Work instruction: Your answer should be only the lines below from the one with "filename src/config.rs" to the one with "replaces a value.", repeated exactly, ends included.

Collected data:

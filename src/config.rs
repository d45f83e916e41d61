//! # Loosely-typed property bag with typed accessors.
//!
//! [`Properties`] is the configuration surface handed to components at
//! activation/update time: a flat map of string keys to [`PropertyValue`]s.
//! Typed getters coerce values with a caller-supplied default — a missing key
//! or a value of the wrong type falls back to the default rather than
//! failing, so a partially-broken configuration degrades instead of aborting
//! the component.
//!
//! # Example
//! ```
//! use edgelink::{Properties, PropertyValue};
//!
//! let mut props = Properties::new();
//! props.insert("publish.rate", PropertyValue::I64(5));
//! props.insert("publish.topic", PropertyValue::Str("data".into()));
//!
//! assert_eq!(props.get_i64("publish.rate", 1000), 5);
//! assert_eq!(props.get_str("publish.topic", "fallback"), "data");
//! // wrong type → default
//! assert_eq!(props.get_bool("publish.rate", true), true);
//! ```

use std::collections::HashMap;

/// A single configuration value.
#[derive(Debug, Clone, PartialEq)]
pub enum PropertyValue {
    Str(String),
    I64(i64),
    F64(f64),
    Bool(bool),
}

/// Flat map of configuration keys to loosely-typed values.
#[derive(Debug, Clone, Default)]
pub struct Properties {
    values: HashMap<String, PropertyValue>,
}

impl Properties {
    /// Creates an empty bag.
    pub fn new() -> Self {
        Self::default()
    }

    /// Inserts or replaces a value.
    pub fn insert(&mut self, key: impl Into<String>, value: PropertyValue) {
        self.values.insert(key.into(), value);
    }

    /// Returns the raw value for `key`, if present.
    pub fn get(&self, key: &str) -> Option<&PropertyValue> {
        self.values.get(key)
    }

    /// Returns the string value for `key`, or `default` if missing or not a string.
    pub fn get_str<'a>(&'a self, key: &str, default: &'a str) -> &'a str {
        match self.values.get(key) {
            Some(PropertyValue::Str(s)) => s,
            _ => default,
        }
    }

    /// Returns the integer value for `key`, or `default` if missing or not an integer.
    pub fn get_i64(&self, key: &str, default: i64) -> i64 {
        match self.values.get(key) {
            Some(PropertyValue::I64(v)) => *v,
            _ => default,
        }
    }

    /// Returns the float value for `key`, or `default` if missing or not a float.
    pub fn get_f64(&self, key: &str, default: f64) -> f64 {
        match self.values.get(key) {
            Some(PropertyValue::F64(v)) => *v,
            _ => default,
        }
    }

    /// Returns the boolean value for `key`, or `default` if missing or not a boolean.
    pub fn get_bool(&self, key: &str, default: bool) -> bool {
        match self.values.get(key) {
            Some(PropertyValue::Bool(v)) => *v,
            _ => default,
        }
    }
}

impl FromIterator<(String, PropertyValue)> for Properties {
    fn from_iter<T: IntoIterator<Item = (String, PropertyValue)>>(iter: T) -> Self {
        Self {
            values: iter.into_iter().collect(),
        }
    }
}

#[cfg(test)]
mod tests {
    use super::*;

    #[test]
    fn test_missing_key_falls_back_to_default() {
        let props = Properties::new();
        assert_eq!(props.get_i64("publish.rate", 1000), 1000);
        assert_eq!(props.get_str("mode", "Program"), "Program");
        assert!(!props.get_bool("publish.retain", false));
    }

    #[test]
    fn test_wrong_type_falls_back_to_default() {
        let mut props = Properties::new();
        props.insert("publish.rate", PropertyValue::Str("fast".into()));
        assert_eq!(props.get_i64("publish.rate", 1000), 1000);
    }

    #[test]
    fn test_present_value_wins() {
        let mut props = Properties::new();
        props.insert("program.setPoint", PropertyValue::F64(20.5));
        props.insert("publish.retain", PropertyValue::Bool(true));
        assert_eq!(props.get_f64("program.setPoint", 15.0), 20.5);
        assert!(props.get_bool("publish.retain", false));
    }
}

--

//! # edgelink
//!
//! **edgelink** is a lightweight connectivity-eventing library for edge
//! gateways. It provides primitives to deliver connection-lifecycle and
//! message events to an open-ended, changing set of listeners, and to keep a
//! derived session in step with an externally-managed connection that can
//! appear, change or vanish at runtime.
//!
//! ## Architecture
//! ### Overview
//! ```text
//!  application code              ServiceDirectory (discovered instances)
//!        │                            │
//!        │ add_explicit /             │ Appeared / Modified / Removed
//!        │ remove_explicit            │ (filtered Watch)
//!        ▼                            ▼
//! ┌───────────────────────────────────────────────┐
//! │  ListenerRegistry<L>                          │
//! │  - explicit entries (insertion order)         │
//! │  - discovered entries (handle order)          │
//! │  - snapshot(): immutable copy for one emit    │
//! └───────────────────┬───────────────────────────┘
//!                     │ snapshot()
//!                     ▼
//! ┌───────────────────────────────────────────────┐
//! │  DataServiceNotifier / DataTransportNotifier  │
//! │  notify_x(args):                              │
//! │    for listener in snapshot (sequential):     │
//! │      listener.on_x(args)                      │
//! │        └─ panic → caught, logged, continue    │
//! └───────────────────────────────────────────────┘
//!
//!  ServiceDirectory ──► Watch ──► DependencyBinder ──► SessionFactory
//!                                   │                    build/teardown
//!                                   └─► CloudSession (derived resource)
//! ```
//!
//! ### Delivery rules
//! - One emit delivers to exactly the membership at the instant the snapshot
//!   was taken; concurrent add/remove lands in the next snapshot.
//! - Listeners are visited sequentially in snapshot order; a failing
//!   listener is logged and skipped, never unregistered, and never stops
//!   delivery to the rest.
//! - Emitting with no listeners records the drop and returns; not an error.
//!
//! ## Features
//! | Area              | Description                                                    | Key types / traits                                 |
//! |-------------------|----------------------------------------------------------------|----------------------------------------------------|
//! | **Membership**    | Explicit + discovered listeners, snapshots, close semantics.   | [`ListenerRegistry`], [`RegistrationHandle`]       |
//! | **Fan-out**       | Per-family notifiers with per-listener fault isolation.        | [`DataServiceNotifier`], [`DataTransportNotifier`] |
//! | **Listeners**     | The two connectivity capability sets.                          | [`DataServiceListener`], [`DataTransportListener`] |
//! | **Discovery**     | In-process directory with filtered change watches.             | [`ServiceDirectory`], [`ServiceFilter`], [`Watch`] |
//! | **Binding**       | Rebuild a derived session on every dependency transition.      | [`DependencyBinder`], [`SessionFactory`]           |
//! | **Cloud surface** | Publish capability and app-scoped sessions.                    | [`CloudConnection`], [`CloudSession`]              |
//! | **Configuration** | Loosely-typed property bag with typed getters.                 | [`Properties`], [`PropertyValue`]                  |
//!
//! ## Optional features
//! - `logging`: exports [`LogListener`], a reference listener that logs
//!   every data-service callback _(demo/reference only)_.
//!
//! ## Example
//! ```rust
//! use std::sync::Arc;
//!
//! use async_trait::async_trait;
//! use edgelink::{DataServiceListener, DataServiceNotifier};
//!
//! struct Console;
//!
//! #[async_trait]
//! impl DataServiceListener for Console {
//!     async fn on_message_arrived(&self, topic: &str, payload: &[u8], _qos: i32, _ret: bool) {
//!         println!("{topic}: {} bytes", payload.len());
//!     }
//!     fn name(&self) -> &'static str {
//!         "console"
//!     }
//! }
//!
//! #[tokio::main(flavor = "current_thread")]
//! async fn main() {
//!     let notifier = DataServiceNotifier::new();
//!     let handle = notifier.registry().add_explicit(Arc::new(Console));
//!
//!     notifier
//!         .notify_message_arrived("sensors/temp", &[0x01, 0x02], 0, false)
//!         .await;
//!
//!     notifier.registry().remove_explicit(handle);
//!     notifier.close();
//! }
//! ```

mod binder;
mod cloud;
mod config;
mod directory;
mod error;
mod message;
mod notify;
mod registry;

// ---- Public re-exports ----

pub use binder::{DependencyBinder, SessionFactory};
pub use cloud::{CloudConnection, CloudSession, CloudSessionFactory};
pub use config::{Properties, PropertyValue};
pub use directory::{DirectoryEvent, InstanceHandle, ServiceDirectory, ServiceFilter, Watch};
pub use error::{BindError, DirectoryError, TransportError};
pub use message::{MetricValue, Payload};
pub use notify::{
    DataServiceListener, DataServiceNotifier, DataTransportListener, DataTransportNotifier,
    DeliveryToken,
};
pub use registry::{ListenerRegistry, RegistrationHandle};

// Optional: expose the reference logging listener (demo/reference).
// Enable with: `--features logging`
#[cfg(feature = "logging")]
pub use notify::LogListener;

---

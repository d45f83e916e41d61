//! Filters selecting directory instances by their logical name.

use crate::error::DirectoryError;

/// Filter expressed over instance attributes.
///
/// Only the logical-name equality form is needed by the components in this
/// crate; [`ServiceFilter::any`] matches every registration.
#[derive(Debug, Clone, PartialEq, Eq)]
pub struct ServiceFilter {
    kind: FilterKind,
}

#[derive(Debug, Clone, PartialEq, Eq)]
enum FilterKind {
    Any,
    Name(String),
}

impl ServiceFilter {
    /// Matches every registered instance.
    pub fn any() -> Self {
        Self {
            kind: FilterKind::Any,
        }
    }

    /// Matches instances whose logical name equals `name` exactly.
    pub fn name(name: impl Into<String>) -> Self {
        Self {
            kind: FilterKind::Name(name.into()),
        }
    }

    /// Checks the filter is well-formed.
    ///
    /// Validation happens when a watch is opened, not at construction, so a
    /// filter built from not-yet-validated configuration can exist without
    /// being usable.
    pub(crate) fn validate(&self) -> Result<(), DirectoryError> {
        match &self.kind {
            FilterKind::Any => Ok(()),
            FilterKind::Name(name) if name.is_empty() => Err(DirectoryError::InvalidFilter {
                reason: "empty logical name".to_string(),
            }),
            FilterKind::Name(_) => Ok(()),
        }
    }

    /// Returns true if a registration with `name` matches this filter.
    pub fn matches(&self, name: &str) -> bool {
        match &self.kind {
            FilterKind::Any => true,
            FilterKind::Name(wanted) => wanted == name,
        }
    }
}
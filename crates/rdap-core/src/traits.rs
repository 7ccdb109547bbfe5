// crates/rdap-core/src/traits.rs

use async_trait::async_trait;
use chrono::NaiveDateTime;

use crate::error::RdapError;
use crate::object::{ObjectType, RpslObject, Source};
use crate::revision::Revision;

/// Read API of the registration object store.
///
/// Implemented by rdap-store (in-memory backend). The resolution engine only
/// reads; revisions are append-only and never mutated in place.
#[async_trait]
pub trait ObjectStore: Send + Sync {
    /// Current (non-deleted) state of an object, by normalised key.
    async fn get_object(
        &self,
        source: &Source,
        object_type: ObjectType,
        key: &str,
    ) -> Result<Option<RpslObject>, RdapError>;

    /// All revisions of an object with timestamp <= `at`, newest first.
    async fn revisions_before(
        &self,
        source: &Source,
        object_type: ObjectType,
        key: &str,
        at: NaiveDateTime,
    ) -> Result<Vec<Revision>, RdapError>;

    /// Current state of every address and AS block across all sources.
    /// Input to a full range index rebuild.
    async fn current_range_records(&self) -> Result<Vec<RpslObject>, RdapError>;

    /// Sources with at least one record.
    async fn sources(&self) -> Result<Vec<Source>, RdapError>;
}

Answer space:
filename src/config.rs
repository d45f83e916e41d61
//! # Loosely-typed property bag with typed accessors.
//!
//! [`Properties`] is the configuration surface handed to components at
//! activation/update time: a flat map of string keys to [`PropertyValue`]s.
//! Typed getters coerce values with a caller-supplied default — a missing key
//! or a value of the wrong type falls back to the default rather than
//! failing, so a partially-broken configuration degrades instead of aborting
//! the component.
//!
//! # Example
//! ```
//! use edgelink::{Properties, PropertyValue};
//!
//! let mut props = Properties::new();
//! props.insert("publish.rate", PropertyValue::I64(5));
//! props.insert("publish.topic", PropertyValue::Str("data".into()));
//!
//! assert_eq!(props.get_i64("publish.rate", 1000), 5);
//! assert_eq!(props.get_str("publish.topic", "fallback"), "data");
//! // wrong type → default
//! assert_eq!(props.get_bool("publish.rate", true), true);
//! ```

use std::collections::HashMap;

/// A single configuration value.
#[derive(Debug, Clone, PartialEq)]
pub enum PropertyValue {
    Str(String),
    I64(i64),
    F64(f64),
    Bool(bool),
}

/// Flat map of configuration keys to loosely-typed values.
#[derive(Debug, Clone, Default)]
pub struct Properties {
    values: HashMap<String, PropertyValue>,
}

impl Properties {
    /// Creates an empty bag.
    pub fn new() -> Self {
        Self::default()
    }

    /// Inserts or replaces a value.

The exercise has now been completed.